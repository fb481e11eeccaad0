//! Authentication Error Types
//!
//! Centralized error handling for all credential operations.

use axum::{
    http::StatusCode,
    response::{IntoResponse, Response},
    Json,
};

/// Authentication errors
///
/// `InvalidCredentials` covers unknown emails, wrong passwords, inactive
/// accounts and bad API keys alike so that callers cannot enumerate accounts.
#[derive(Debug, Clone, PartialEq, Eq, thiserror::Error)]
pub enum AuthError {
    #[error("Invalid credentials")]
    InvalidCredentials,

    #[error("Token has expired")]
    TokenExpired,

    #[error("Invalid token")]
    TokenInvalid,

    #[error("Credential store unavailable: {0}")]
    StoreUnavailable(String),

    #[error("Email already registered")]
    EmailExists,

    #[error("Password does not meet requirements")]
    WeakPassword,

    #[error("Insufficient permissions")]
    Forbidden,

    #[error("Not found")]
    NotFound,

    #[error("Validation error: {0}")]
    Validation(String),

    #[error("Configuration error: {0}")]
    Config(String),

    #[error("Internal error")]
    Internal,
}

impl AuthError {
    /// Machine-readable error code used in the JSON envelope
    pub fn code(&self) -> &'static str {
        match self {
            AuthError::InvalidCredentials => "invalid_credentials",
            AuthError::TokenExpired => "token_expired",
            AuthError::TokenInvalid => "invalid_token",
            AuthError::StoreUnavailable(_) => "store_unavailable",
            AuthError::EmailExists => "email_exists",
            AuthError::WeakPassword => "weak_password",
            AuthError::Forbidden => "forbidden",
            AuthError::NotFound => "not_found",
            AuthError::Validation(_) => "validation_error",
            AuthError::Config(_) => "configuration_error",
            AuthError::Internal => "internal_error",
        }
    }

    /// HTTP status for this error
    pub fn status(&self) -> StatusCode {
        match self {
            AuthError::InvalidCredentials | AuthError::TokenExpired | AuthError::TokenInvalid => {
                StatusCode::UNAUTHORIZED
            }
            AuthError::StoreUnavailable(_) => StatusCode::SERVICE_UNAVAILABLE,
            AuthError::EmailExists => StatusCode::CONFLICT,
            AuthError::WeakPassword | AuthError::Validation(_) => StatusCode::BAD_REQUEST,
            AuthError::Forbidden => StatusCode::FORBIDDEN,
            AuthError::NotFound => StatusCode::NOT_FOUND,
            AuthError::Config(_) | AuthError::Internal => StatusCode::INTERNAL_SERVER_ERROR,
        }
    }
}

impl IntoResponse for AuthError {
    fn into_response(self) -> Response {
        let message = match &self {
            AuthError::Validation(msg) => msg.clone(),
            // Store and config details stay in the logs
            AuthError::StoreUnavailable(_) => "Service temporarily unavailable".to_string(),
            AuthError::Config(_) | AuthError::Internal => {
                "An internal error occurred".to_string()
            }
            other => other.to_string(),
        };

        (
            self.status(),
            Json(serde_json::json!({
                "error": self.code(),
                "message": message
            })),
        )
            .into_response()
    }
}

impl From<sqlx::Error> for AuthError {
    fn from(err: sqlx::Error) -> Self {
        tracing::error!("Database error: {:?}", err);
        AuthError::StoreUnavailable(err.to_string())
    }
}

impl From<argon2::password_hash::Error> for AuthError {
    fn from(err: argon2::password_hash::Error) -> Self {
        tracing::error!("Password hashing error: {:?}", err);
        AuthError::Internal
    }
}

impl From<jsonwebtoken::errors::Error> for AuthError {
    fn from(err: jsonwebtoken::errors::Error) -> Self {
        tracing::debug!("JWT error: {:?}", err);
        AuthError::TokenInvalid
    }
}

^^^^^^^^^^^^^^^^

● Required work:
Counting only lines with the word "StoreUnavailable" in them, say how many there are in the entries above, with no other words.

● Expected output:
5